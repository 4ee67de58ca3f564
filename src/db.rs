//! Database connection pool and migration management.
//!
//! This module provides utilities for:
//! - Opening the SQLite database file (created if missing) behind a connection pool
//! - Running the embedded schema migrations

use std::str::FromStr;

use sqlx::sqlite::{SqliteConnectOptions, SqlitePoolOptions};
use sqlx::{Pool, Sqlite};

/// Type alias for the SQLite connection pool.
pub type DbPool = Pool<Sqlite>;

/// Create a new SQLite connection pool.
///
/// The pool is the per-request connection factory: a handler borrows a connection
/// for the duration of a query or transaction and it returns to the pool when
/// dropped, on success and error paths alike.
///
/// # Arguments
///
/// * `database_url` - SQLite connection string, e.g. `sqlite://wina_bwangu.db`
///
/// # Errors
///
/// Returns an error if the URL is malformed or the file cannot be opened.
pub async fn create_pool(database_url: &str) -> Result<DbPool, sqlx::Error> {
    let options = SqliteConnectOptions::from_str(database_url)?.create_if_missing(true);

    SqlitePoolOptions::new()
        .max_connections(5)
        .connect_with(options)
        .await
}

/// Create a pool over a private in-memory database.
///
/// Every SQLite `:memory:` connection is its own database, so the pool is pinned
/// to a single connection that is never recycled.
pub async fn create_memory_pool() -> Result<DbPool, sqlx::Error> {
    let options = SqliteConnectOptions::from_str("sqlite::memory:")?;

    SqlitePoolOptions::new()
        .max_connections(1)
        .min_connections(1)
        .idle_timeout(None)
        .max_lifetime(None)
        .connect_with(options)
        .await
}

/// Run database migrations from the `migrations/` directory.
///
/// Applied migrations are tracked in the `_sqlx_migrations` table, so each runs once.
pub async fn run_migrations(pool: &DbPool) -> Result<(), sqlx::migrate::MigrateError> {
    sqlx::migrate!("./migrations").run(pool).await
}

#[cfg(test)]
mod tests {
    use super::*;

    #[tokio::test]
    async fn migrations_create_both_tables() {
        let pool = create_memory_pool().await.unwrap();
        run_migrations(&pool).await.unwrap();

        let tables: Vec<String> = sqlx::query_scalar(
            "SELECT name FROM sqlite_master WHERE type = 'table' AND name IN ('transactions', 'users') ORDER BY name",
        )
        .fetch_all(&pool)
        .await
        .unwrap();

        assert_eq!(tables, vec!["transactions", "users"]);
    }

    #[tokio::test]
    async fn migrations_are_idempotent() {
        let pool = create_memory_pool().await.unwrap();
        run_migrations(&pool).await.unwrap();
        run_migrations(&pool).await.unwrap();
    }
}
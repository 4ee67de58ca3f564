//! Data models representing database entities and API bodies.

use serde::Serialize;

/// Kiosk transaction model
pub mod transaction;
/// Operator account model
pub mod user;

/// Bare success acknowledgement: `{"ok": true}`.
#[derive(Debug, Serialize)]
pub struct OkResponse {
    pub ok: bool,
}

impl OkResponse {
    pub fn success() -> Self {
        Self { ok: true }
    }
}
--
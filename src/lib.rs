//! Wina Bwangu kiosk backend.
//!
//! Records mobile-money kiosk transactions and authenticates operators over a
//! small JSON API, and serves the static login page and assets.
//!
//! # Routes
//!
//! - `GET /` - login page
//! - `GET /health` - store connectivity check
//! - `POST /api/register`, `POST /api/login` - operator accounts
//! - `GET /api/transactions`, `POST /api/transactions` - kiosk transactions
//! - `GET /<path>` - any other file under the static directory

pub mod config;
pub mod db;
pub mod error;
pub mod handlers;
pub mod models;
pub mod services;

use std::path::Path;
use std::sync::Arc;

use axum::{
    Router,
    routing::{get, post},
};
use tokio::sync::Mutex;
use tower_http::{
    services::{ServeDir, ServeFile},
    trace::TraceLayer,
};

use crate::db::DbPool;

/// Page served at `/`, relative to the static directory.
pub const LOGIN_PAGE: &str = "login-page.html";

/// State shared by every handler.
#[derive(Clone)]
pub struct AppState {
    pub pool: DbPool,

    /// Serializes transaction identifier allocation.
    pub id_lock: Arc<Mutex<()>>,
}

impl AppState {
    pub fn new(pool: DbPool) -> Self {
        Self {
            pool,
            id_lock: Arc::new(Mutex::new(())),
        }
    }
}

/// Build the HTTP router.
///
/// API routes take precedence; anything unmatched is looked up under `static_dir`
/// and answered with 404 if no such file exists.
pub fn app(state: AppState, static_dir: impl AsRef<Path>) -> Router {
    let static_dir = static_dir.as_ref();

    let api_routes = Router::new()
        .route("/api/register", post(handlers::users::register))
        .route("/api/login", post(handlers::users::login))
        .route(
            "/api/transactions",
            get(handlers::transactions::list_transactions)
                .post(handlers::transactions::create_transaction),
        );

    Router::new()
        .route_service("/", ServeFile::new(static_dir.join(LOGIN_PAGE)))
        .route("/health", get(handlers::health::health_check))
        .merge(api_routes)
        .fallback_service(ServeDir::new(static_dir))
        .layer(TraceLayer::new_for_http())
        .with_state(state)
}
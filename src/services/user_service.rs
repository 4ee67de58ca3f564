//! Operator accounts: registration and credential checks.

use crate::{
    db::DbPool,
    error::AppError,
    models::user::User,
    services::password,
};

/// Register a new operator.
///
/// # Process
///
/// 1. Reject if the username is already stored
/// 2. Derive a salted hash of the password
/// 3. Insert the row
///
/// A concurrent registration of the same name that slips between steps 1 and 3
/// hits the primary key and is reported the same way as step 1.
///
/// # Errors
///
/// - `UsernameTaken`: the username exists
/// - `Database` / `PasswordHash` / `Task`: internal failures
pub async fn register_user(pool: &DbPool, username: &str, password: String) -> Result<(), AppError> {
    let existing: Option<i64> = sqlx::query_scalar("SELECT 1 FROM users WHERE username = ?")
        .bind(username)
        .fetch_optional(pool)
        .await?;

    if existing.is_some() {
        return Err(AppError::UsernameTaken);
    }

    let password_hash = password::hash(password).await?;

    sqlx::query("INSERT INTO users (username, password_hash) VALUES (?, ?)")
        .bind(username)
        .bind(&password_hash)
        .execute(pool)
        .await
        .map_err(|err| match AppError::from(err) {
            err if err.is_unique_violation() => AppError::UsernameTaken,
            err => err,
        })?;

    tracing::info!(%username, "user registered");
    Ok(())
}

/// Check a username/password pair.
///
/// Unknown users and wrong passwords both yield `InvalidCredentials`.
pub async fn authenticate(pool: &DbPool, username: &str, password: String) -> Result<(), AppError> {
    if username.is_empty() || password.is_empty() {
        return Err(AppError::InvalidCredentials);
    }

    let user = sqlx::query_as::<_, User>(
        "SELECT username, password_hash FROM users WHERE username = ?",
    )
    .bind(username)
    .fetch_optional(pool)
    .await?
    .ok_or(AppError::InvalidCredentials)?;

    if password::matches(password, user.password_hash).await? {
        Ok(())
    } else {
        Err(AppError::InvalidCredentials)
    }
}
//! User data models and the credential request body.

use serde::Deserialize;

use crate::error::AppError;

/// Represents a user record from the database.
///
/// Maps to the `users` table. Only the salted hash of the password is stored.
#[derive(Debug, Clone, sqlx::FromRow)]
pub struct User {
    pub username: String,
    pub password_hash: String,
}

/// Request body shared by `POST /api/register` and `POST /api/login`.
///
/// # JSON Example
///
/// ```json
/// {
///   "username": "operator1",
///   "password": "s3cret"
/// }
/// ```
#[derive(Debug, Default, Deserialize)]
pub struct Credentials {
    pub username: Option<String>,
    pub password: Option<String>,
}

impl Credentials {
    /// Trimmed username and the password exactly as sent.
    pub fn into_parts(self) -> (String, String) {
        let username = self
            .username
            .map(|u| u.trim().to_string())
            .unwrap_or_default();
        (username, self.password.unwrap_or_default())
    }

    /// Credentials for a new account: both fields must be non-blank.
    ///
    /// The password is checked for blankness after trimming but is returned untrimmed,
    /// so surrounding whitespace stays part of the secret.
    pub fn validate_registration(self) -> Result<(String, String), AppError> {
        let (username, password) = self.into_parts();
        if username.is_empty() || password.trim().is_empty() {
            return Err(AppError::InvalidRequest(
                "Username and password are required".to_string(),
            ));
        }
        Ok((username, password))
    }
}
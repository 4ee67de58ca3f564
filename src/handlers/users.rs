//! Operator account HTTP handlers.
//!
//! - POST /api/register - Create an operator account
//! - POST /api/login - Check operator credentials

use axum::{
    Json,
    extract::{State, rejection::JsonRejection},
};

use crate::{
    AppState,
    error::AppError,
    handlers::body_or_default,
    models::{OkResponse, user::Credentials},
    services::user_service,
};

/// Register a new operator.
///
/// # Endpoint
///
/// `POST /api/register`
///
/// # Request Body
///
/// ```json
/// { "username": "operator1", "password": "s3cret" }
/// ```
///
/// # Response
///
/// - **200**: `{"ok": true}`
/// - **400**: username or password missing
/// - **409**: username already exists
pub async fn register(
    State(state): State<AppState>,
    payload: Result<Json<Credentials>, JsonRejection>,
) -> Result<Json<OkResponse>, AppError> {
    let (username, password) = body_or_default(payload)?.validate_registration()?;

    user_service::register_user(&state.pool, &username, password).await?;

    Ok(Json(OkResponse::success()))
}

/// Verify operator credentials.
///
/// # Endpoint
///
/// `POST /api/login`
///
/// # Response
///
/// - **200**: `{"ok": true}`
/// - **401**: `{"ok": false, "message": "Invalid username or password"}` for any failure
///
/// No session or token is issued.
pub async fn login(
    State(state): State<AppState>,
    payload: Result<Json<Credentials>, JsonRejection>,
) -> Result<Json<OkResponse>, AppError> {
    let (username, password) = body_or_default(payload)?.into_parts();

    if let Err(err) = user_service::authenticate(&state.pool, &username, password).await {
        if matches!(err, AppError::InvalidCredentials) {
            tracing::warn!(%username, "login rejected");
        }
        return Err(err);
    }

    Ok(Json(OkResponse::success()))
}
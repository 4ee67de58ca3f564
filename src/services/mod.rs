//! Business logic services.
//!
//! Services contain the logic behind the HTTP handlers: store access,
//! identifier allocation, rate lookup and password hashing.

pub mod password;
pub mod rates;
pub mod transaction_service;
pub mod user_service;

Description of the task. Give back one number only: the count of lines in the entries that hold the string "behind".

Task answer. 2